//! Error Types
//!
//! One error enum for the whole crate. Every variant except
//! `ResourceCloseFailure` propagates to the immediate caller; close
//! failures are only ever logged.

use crate::reader::events::TokenKind;
use std::io;
use thiserror::Error;

/// Crate-wide result alias
pub type Result<T, E = Error> = std::result::Result<T, E>;

/// Errors raised by streams, splitters and output sessions
#[derive(Debug, Error)]
pub enum Error {
    /// A split path could not be resolved against the input
    #[error("could not traverse to {path}")]
    PathNotFound { path: String },

    /// The token source hit something that is not well-formed XML
    #[error("malformed input at byte {position}: {message}")]
    MalformedInput { message: String, position: usize },

    /// The dispatch table has no write handler for this token kind
    #[error("unsupported token kind: {0}")]
    UnsupportedTokenKind(TokenKind),

    /// An operation was called out of order
    #[error("session misuse: {0}")]
    SessionMisuse(&'static str),

    /// A lock waiter was woken because the session was closed
    #[error("interrupted while waiting for the output lock")]
    LockInterrupted,

    /// Closing a sink or writer failed
    #[error("failed to close {resource}: {source}")]
    ResourceCloseFailure {
        resource: &'static str,
        #[source]
        source: io::Error,
    },

    /// Split path is blank or uses something other than plain element names
    #[error("invalid path: {0}")]
    InvalidPath(String),

    /// Encoding label is not one we can read or write
    #[error("unsupported encoding: {0}")]
    UnsupportedEncoding(String),

    #[error(transparent)]
    Io(#[from] io::Error),
}

impl Error {
    pub(crate) fn malformed(message: impl Into<String>, position: usize) -> Self {
        Error::MalformedInput {
            message: message.into(),
            position,
        }
    }

    /// Short atom-friendly name of the error kind
    pub fn kind_name(&self) -> &'static str {
        match self {
            Error::PathNotFound { .. } => "path_not_found",
            Error::MalformedInput { .. } => "malformed_input",
            Error::UnsupportedTokenKind(_) => "unsupported_token_kind",
            Error::SessionMisuse(_) => "session_misuse",
            Error::LockInterrupted => "lock_interrupted",
            Error::ResourceCloseFailure { .. } => "resource_close_failure",
            Error::InvalidPath(_) => "invalid_path",
            Error::UnsupportedEncoding(_) => "unsupported_encoding",
            Error::Io(_) => "io",
        }
    }
}

#[cfg(test)]
mod tests {
    use super::*;

    #[test]
    fn test_display() {
        let err = Error::PathNotFound {
            path: "/a/b".to_string(),
        };
        assert_eq!(err.to_string(), "could not traverse to /a/b");

        let err = Error::UnsupportedTokenKind(TokenKind::NotationDeclaration);
        assert_eq!(err.to_string(), "unsupported token kind: NotationDeclaration");
    }

    #[test]
    fn test_kind_name() {
        assert_eq!(Error::LockInterrupted.kind_name(), "lock_interrupted");
        assert_eq!(Error::malformed("eof", 3).kind_name(), "malformed_input");
    }
}
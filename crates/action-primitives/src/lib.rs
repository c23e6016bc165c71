//! Action primitives - cancellable coordination of browser actions
//!
//! This crate provides the building blocks that drive actions against a page:
//! - `ExecScope`: hierarchical cancellation with inherited deadlines
//! - `wait_one_of`: race N actions, keep the first, cancel and join the rest
//! - `wait_until` / `interval_run`: sequential polling and periodic loops
//! - `wait_event`: block until an event satisfies a predicate
//! - navigation and query primitives over an abstract `PageDriver`

pub mod action;
pub mod config;
pub mod driver;
pub mod errors;
pub mod events;
pub mod outcome;
mod primitives;
pub mod race;
pub mod scope;
pub mod slot;
#[cfg(any(test, feature = "testing"))]
pub mod testing;
mod waiting;

pub use action::*;
pub use config::*;
pub use driver::*;
pub use errors::*;
pub use events::*;
pub use outcome::*;
pub use primitives::*;
pub use race::*;
pub use scope::*;
pub use slot::*;
pub use waiting::*;
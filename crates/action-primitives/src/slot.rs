//! Write-once output slots
//!
//! Actions that produce a value write it into an [`OutputSlot`] handed in by
//! the caller. The slot is written by at most one execution path before the
//! action returns and read after, so the lock is never contended.

use std::sync::Arc;

use parking_lot::Mutex;

#[derive(Debug)]
pub struct OutputSlot<T> {
    value: Arc<Mutex<Option<T>>>,
}

impl<T> OutputSlot<T> {
    pub fn new() -> Self {
        Self {
            value: Arc::new(Mutex::new(None)),
        }
    }

    pub fn set(&self, value: T) {
        *self.value.lock() = Some(value);
    }

    pub fn take(&self) -> Option<T> {
        self.value.lock().take()
    }

    pub fn is_set(&self) -> bool {
        self.value.lock().is_some()
    }
}

impl<T: Clone> OutputSlot<T> {
    pub fn get(&self) -> Option<T> {
        self.value.lock().clone()
    }
}

impl<T> Clone for OutputSlot<T> {
    fn clone(&self) -> Self {
        Self {
            value: Arc::clone(&self.value),
        }
    }
}

impl<T> Default for OutputSlot<T> {
    fn default() -> Self {
        Self::new()
    }
}

#[cfg(test)]
mod tests {
    use super::*;

    #[test]
    fn clones_share_the_value() {
        let slot = OutputSlot::new();
        let writer = slot.clone();
        assert!(!slot.is_set());

        writer.set(3usize);
        assert_eq!(slot.get(), Some(3));
        assert_eq!(slot.take(), Some(3));
        assert!(!writer.is_set());
    }
}
use std::env;
use std::path::{Path, PathBuf};
use std::sync::Arc;

use action_primitives::WaitConfig;
use anyhow::{Context, Result};
use soulbrowser_event_bus::{Event, InMemoryBus};
use tokio::fs;
use tracing::{info, warn};

/// Overrides `poll_interval_ms` when set.
pub const ENV_POLL_INTERVAL_MS: &str = "SOULBROWSER_POLL_INTERVAL_MS";

pub struct LoadedConfig {
    pub config: WaitConfig,
    pub path: PathBuf,
}

impl LoadedConfig {
    /// In-memory bus sized from the configured buffer.
    pub fn event_bus<E: Event>(&self) -> Arc<InMemoryBus<E>> {
        InMemoryBus::new(self.config.event_buffer)
    }
}

/// Priority: ./config/coord.yaml > ~/.config/soulbrowser/coord.yaml
pub fn default_config_path() -> Result<PathBuf> {
    let local_config = PathBuf::from("config/coord.yaml");
    if local_config.exists() {
        return Ok(local_config);
    }
    let mut path = dirs::config_dir().context("Failed to get config directory")?;
    path.push("soulbrowser");
    path.push("coord.yaml");
    Ok(path)
}

pub async fn load_config(config_path: Option<&Path>) -> Result<LoadedConfig> {
    let path = match config_path {
        Some(path) => path.to_path_buf(),
        None => default_config_path()?,
    };

    let mut config = if path.exists() {
        let content = fs::read_to_string(&path)
            .await
            .with_context(|| format!("Failed to read config file {}", path.display()))?;
        let config: WaitConfig = serde_yaml::from_str(&content)
            .with_context(|| format!("Failed to parse config file {}", path.display()))?;
        info!("Loaded configuration from: {}", path.display());
        config
    } else {
        warn!("Config file not found, using defaults: {}", path.display());
        WaitConfig::default()
    };

    apply_env_overrides(&mut config)?;
    Ok(LoadedConfig { config, path })
}

pub fn apply_env_overrides(config: &mut WaitConfig) -> Result<()> {
    if let Ok(raw) = env::var(ENV_POLL_INTERVAL_MS) {
        config.poll_interval_ms = raw
            .trim()
            .parse()
            .with_context(|| format!("Invalid {ENV_POLL_INTERVAL_MS}: {raw}"))?;
    }
    Ok(())
}

#[cfg(test)]
mod tests {
    use super::*;
    use action_primitives::NavWait;
    use serial_test::serial;
    use std::io::Write;

    #[tokio::test]
    #[serial]
    async fn reads_yaml_and_keeps_unset_defaults() {
        env::remove_var(ENV_POLL_INTERVAL_MS);
        let mut file = tempfile::NamedTempFile::new().unwrap();
        writeln!(file, "nav_wait: frame_navigated\nevent_buffer: 32").unwrap();

        let loaded = load_config(Some(file.path())).await.unwrap();
        assert_eq!(loaded.config.nav_wait, NavWait::FrameNavigated);
        assert_eq!(loaded.config.event_buffer, 32);
        assert_eq!(loaded.config.poll_interval_ms, 50);
        assert_eq!(loaded.path, file.path());
    }

    #[tokio::test]
    #[serial]
    async fn missing_file_falls_back_to_defaults() {
        env::remove_var(ENV_POLL_INTERVAL_MS);
        let dir = tempfile::tempdir().unwrap();
        let loaded = load_config(Some(&dir.path().join("absent.yaml")))
            .await
            .unwrap();
        assert_eq!(loaded.config, WaitConfig::default());
        assert_eq!(loaded.event_bus::<u32>().subscriber_count(), 0);
    }

    #[tokio::test]
    #[serial]
    async fn malformed_yaml_is_an_error() {
        env::remove_var(ENV_POLL_INTERVAL_MS);
        let mut file = tempfile::NamedTempFile::new().unwrap();
        writeln!(file, "nav_wait: [not, an, enum]").unwrap();
        assert!(load_config(Some(file.path())).await.is_err());
    }

    #[test]
    #[serial]
    fn env_override_wins() {
        env::set_var(ENV_POLL_INTERVAL_MS, "125");
        let mut config = WaitConfig::default();
        apply_env_overrides(&mut config).unwrap();
        assert_eq!(config.poll_interval_ms, 125);

        env::set_var(ENV_POLL_INTERVAL_MS, "soon");
        assert!(apply_env_overrides(&mut config).is_err());
        env::remove_var(ENV_POLL_INTERVAL_MS);
    }
}
//! Tagged probe outcomes
//!
//! Retry predicates and event predicates report through [`Outcome`] rather
//! than through marker errors, so "not yet" and "irrelevant" can never be
//! confused with a real failure once they cross a crate boundary.

use crate::errors::ActionError;

#[derive(Debug, Clone, PartialEq, Eq)]
pub enum Outcome {
    /// The probe succeeded; stop waiting.
    Done,
    /// Not done yet and not failed; poll again on the next tick.
    Continue,
    /// The observed event is irrelevant; keep listening.
    NotMatched,
    /// Terminal failure; stop and surface the error.
    Failed(ActionError),
}

impl Outcome {
    /// Whether a waiter should keep going.
    pub fn is_pending(&self) -> bool {
        matches!(self, Outcome::Continue | Outcome::NotMatched)
    }

    /// Collapse a terminal outcome into a result.
    ///
    /// Pending markers have no meaning outside the loop that produced them;
    /// reaching this with one is a bug in the caller.
    pub fn into_result(self) -> Result<(), ActionError> {
        match self {
            Outcome::Done => Ok(()),
            Outcome::Failed(err) => Err(err),
            Outcome::Continue | Outcome::NotMatched => Err(ActionError::Internal(
                "pending outcome escaped its wait loop".to_string(),
            )),
        }
    }
}

impl From<Result<(), ActionError>> for Outcome {
    fn from(result: Result<(), ActionError>) -> Self {
        match result {
            Ok(()) => Outcome::Done,
            Err(err) => Outcome::Failed(err),
        }
    }
}

impl From<ActionError> for Outcome {
    fn from(err: ActionError) -> Self {
        Outcome::Failed(err)
    }
}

• [Task instructions]: Start with the first line. Please copy exactly each line of the listing through the one with "pub enum Error", including it.

• [Completed task]:
//! Error Types
//!
//! One error enum for the whole crate. Every variant except
//! `ResourceCloseFailure` propagates to the immediate caller; close
//! failures are only ever logged.

use crate::reader::events::TokenKind;
use std::io;
use thiserror::Error;

/// Crate-wide result alias
pub type Result<T, E = Error> = std::result::Result<T, E>;

/// Errors raised by streams, splitters and output sessions
#[derive(Debug, Error)]
pub enum Error {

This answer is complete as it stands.